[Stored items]
================================
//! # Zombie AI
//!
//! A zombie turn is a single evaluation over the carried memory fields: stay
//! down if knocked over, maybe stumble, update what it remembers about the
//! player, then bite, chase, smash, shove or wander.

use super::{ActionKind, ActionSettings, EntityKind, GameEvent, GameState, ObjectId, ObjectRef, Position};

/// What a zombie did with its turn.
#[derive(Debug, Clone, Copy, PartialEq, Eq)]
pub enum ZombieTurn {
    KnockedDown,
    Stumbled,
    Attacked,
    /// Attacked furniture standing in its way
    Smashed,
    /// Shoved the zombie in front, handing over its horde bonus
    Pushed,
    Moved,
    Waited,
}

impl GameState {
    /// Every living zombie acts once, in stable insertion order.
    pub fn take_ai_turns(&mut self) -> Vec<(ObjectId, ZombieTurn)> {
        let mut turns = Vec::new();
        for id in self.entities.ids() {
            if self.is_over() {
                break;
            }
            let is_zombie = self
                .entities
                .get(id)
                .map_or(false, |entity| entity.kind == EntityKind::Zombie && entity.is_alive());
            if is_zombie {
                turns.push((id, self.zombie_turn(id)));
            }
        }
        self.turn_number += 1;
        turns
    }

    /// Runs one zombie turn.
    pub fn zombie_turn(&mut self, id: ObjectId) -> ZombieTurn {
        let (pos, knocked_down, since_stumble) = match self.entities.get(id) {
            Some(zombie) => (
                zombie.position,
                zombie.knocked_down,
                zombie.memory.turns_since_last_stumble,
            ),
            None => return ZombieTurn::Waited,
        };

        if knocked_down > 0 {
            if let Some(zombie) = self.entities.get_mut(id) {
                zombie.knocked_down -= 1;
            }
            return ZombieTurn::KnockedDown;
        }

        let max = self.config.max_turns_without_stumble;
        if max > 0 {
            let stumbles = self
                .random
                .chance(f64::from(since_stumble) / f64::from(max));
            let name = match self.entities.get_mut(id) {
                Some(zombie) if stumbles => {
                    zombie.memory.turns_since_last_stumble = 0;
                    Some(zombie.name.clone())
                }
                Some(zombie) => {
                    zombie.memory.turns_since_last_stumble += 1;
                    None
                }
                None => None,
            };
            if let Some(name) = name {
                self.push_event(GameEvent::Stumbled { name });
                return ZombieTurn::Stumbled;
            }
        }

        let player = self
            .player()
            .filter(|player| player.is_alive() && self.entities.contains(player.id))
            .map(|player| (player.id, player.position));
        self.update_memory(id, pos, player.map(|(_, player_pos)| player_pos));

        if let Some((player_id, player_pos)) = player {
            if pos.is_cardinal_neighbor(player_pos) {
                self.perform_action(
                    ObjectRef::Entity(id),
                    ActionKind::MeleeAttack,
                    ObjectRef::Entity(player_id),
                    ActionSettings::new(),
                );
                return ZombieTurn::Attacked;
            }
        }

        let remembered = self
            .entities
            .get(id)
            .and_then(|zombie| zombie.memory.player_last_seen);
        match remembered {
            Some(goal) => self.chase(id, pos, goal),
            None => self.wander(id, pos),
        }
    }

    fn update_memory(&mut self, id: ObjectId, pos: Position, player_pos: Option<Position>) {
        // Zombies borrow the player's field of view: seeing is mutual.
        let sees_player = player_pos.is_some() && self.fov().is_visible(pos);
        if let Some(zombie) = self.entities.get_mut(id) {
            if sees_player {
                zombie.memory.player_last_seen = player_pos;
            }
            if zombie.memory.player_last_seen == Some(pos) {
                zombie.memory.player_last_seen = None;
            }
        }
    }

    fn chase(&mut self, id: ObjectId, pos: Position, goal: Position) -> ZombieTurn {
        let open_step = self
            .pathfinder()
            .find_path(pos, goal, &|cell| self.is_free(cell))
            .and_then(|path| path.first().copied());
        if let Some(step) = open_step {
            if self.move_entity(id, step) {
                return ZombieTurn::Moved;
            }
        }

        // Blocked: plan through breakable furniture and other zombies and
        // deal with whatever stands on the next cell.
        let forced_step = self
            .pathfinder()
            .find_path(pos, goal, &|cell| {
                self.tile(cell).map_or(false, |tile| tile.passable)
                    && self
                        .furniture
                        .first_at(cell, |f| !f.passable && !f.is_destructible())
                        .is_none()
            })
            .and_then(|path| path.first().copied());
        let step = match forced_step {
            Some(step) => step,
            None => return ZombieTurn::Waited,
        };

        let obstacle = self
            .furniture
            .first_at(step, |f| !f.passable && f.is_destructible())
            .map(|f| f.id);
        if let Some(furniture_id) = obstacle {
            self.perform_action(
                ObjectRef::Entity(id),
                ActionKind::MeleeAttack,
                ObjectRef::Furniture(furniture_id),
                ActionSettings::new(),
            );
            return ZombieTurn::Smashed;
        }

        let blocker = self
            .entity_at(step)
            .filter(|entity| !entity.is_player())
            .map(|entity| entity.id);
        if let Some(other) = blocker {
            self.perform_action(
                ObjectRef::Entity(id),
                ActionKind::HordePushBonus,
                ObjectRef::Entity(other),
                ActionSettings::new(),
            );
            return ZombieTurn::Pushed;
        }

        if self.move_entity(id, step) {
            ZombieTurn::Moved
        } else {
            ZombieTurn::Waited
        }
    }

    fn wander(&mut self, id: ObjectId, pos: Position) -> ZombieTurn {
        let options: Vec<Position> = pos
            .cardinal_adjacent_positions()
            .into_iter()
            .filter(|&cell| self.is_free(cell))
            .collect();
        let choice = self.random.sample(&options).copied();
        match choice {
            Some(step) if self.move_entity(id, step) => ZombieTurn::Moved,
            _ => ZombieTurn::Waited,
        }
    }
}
================================
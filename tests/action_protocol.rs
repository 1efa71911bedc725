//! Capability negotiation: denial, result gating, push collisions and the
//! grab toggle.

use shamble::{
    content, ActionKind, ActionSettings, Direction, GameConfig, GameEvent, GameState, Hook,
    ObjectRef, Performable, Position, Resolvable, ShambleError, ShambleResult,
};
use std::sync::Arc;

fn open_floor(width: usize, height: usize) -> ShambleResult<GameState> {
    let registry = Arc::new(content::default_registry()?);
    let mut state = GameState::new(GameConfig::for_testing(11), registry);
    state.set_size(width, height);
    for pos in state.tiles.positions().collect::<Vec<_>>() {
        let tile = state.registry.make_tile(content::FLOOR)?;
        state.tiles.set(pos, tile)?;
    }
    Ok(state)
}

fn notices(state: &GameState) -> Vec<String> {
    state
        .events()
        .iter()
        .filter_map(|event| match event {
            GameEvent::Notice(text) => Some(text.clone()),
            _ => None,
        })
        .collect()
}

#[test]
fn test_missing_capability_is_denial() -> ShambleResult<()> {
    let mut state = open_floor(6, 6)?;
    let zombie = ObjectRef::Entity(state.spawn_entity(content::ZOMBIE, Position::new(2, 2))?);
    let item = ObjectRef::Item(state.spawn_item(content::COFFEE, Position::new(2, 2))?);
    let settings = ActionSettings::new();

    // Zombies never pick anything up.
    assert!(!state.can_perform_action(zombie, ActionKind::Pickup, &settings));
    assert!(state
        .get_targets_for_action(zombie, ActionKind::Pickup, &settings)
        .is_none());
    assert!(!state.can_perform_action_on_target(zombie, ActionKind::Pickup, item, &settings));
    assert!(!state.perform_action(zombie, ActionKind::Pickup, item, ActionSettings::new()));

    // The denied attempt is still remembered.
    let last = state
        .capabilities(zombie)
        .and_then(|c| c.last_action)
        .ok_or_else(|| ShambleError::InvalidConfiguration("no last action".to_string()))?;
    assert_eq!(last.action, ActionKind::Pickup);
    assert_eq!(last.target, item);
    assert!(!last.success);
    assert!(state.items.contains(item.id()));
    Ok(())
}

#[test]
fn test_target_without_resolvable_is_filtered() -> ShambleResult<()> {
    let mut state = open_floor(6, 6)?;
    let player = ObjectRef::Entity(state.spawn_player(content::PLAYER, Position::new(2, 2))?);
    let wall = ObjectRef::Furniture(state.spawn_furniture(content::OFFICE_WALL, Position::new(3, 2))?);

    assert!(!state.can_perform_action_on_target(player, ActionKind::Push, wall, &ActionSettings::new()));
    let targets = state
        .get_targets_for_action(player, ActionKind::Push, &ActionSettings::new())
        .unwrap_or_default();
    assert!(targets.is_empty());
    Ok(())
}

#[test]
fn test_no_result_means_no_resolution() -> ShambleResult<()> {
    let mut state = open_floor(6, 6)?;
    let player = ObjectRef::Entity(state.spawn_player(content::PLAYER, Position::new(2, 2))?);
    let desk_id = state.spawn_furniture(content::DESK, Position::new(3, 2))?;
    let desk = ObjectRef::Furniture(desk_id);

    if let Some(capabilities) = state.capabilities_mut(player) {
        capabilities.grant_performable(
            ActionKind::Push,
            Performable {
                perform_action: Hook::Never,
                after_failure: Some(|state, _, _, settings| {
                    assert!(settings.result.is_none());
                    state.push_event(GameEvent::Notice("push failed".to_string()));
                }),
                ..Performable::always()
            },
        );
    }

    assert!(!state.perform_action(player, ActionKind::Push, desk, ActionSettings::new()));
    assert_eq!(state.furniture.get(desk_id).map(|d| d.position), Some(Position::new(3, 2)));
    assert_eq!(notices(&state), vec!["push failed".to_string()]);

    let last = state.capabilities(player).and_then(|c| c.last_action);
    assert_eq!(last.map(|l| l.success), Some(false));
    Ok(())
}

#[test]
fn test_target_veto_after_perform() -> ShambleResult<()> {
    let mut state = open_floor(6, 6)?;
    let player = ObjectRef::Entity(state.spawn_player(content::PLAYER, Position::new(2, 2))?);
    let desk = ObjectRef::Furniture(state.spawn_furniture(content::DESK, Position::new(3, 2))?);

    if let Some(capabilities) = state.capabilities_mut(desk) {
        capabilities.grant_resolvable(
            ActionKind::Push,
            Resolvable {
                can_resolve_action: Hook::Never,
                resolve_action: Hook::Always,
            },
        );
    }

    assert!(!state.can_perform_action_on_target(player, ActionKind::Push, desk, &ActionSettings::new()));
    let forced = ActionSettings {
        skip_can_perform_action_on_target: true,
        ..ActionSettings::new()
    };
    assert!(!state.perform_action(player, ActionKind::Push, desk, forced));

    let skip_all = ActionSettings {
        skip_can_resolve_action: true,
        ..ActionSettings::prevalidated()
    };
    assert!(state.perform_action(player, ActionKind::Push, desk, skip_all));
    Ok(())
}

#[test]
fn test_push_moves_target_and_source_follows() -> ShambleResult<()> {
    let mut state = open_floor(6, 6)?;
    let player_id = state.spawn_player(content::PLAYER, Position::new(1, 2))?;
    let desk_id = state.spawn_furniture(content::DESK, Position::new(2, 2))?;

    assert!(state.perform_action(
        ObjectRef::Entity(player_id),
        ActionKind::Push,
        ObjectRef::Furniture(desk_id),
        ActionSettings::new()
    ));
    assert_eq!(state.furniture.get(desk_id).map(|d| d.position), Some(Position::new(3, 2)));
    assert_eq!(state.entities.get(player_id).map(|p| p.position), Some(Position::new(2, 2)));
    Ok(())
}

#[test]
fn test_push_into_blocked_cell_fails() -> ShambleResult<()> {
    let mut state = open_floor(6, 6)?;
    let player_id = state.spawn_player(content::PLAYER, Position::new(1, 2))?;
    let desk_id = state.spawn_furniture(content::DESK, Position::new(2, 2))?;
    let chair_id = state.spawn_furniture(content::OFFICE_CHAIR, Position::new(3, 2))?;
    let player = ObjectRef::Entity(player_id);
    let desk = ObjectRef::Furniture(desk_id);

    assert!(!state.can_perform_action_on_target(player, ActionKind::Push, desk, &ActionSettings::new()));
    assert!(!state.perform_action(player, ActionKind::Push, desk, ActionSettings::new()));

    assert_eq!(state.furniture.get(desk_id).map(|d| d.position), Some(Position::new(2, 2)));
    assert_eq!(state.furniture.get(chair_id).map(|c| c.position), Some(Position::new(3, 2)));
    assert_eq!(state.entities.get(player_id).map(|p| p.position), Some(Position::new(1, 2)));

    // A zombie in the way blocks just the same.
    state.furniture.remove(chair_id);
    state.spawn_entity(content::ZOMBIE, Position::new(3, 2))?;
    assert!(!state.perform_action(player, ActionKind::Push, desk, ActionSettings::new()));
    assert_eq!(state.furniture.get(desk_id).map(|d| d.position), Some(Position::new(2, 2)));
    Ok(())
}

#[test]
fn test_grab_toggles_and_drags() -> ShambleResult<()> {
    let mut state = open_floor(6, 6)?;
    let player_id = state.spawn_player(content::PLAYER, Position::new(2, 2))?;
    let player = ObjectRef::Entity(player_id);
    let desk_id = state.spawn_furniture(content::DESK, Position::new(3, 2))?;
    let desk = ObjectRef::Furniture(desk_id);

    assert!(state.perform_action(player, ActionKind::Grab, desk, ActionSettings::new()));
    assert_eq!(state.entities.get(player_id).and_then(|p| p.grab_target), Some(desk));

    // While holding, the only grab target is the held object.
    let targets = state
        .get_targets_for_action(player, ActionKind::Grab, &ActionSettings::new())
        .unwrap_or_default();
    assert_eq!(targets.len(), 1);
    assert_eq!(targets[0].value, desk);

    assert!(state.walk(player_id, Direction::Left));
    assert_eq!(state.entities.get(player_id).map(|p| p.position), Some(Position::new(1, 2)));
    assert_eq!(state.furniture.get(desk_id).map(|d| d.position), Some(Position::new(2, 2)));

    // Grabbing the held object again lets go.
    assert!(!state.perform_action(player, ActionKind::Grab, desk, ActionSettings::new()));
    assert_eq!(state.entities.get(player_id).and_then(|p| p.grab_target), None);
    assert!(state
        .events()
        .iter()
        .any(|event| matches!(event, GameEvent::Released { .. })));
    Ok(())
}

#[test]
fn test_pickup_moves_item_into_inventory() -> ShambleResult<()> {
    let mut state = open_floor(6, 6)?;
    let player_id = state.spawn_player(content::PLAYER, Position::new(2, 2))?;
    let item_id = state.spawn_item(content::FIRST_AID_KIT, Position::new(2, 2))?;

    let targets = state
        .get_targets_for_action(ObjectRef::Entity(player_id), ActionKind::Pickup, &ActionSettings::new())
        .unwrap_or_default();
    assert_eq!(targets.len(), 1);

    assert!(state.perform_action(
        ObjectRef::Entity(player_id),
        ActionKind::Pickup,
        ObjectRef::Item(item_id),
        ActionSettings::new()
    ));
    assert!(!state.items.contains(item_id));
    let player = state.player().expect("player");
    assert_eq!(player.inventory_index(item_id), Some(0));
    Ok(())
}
================================
_WHAT TO PRODUCE_
Which of the lines in the data contain the string "GameState"? Return each one.

_PROBLEM SOLUTION_
use super::{ActionKind, ActionSettings, EntityKind, GameEvent, GameState, ObjectId, ObjectRef, Position};
impl GameState {
    content, ActionKind, ActionSettings, Direction, GameConfig, GameEvent, GameState, Hook,
fn open_floor(width: usize, height: usize) -> ShambleResult<GameState> {
    let mut state = GameState::new(GameConfig::for_testing(11), registry);
fn notices(state: &GameState) -> Vec<String> {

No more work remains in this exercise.